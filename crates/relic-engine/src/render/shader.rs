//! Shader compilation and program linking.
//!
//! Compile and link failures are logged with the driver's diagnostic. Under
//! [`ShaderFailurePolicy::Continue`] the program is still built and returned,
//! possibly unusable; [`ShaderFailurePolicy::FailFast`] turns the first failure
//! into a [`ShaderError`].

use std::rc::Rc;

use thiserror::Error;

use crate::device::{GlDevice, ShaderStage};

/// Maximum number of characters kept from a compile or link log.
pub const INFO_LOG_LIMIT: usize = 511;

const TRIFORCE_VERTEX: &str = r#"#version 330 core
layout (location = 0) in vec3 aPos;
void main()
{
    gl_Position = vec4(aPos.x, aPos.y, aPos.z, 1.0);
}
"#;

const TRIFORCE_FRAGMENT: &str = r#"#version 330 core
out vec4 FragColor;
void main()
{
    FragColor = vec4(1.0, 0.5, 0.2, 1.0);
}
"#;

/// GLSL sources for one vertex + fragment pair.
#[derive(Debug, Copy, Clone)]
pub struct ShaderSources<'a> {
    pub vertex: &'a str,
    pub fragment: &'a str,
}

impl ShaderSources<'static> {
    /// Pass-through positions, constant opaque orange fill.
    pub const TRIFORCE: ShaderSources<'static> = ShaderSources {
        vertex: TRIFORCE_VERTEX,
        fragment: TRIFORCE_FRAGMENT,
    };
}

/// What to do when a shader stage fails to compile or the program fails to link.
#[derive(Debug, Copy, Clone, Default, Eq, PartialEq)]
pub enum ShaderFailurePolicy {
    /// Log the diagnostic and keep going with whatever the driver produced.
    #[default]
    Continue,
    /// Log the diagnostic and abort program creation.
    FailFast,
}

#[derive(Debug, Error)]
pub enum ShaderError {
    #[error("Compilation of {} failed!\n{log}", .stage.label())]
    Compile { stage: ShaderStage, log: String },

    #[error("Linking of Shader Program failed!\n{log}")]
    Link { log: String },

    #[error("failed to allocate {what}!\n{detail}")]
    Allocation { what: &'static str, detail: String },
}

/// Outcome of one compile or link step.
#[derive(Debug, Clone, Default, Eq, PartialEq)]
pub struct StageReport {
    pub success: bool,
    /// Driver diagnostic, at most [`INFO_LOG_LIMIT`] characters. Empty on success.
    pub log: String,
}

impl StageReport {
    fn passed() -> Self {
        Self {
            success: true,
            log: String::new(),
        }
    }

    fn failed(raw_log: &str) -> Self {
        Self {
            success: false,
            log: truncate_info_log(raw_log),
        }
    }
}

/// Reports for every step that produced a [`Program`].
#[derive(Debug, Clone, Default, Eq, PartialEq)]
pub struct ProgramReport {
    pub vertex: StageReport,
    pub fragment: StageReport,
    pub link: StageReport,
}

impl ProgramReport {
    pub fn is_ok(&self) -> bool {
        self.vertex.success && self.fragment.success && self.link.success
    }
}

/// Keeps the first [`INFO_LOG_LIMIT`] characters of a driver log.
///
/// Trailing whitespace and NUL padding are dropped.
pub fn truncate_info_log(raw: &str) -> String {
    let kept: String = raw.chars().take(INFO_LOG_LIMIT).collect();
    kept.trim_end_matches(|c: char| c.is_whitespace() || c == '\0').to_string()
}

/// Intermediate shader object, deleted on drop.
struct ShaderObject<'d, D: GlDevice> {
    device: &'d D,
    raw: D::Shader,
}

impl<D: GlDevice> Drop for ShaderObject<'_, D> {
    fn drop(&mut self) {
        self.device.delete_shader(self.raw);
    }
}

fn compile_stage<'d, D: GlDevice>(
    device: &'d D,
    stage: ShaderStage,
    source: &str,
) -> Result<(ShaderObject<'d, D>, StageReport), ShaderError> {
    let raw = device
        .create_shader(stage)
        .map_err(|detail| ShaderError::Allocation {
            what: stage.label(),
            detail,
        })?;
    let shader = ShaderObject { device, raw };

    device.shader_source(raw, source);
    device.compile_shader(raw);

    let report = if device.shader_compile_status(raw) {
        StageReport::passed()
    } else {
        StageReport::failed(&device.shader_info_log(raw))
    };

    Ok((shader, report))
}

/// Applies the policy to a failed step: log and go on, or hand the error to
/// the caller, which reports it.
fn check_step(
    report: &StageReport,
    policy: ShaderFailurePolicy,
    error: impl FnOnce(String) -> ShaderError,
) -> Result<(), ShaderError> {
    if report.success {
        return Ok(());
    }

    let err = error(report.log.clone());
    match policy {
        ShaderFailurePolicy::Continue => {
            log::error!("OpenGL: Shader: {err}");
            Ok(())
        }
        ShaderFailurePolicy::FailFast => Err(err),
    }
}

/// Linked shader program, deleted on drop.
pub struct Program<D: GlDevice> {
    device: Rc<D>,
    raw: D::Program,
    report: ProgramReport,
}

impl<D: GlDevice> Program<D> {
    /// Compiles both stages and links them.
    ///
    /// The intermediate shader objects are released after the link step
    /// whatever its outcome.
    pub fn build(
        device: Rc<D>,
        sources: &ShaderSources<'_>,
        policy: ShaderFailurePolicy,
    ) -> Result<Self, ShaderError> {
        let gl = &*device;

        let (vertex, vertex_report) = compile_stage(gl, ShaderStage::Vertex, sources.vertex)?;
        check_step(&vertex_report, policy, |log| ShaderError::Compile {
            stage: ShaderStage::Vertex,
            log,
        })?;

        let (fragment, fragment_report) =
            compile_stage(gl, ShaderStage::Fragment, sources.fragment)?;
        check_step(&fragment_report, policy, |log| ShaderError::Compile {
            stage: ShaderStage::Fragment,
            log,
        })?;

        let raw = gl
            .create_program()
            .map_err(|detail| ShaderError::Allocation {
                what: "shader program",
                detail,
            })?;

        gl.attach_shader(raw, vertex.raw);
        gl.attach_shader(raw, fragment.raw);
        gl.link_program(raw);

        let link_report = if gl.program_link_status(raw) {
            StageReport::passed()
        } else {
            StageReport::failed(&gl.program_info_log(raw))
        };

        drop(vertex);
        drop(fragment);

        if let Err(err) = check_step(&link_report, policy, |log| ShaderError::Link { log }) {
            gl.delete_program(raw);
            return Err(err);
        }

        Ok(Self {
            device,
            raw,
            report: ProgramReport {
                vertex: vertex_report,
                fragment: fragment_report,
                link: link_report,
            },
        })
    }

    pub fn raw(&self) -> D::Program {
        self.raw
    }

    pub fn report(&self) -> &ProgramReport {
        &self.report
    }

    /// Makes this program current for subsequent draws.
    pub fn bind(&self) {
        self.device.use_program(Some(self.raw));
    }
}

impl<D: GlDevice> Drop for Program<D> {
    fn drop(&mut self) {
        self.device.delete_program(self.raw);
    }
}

====================

EXERCISE REQUIREMENTS: Please copy only these lines, exactly: the first line of the records through the line containing "fails to link.", ends included.

RESULT:
filename crates/relic-engine/src/render/shader.rs
//! Shader compilation and program linking.
//!
//! Compile and link failures are logged with the driver's diagnostic. Under
//! [`ShaderFailurePolicy::Continue`] the program is still built and returned,
//! possibly unusable; [`ShaderFailurePolicy::FailFast`] turns the first failure
//! into a [`ShaderError`].

use std::rc::Rc;

use thiserror::Error;

use crate::device::{GlDevice, ShaderStage};

/// Maximum number of characters kept from a compile or link log.
pub const INFO_LOG_LIMIT: usize = 511;

const TRIFORCE_VERTEX: &str = r#"#version 330 core
layout (location = 0) in vec3 aPos;
void main()
{
    gl_Position = vec4(aPos.x, aPos.y, aPos.z, 1.0);
}
"#;

const TRIFORCE_FRAGMENT: &str = r#"#version 330 core
out vec4 FragColor;
void main()
{
    FragColor = vec4(1.0, 0.5, 0.2, 1.0);
}
"#;

/// GLSL sources for one vertex + fragment pair.
#[derive(Debug, Copy, Clone)]
pub struct ShaderSources<'a> {
    pub vertex: &'a str,
    pub fragment: &'a str,
}

impl ShaderSources<'static> {
    /// Pass-through positions, constant opaque orange fill.
    pub const TRIFORCE: ShaderSources<'static> = ShaderSources {
        vertex: TRIFORCE_VERTEX,
        fragment: TRIFORCE_FRAGMENT,
    };
}

/// What to do when a shader stage fails to compile or the program fails to link.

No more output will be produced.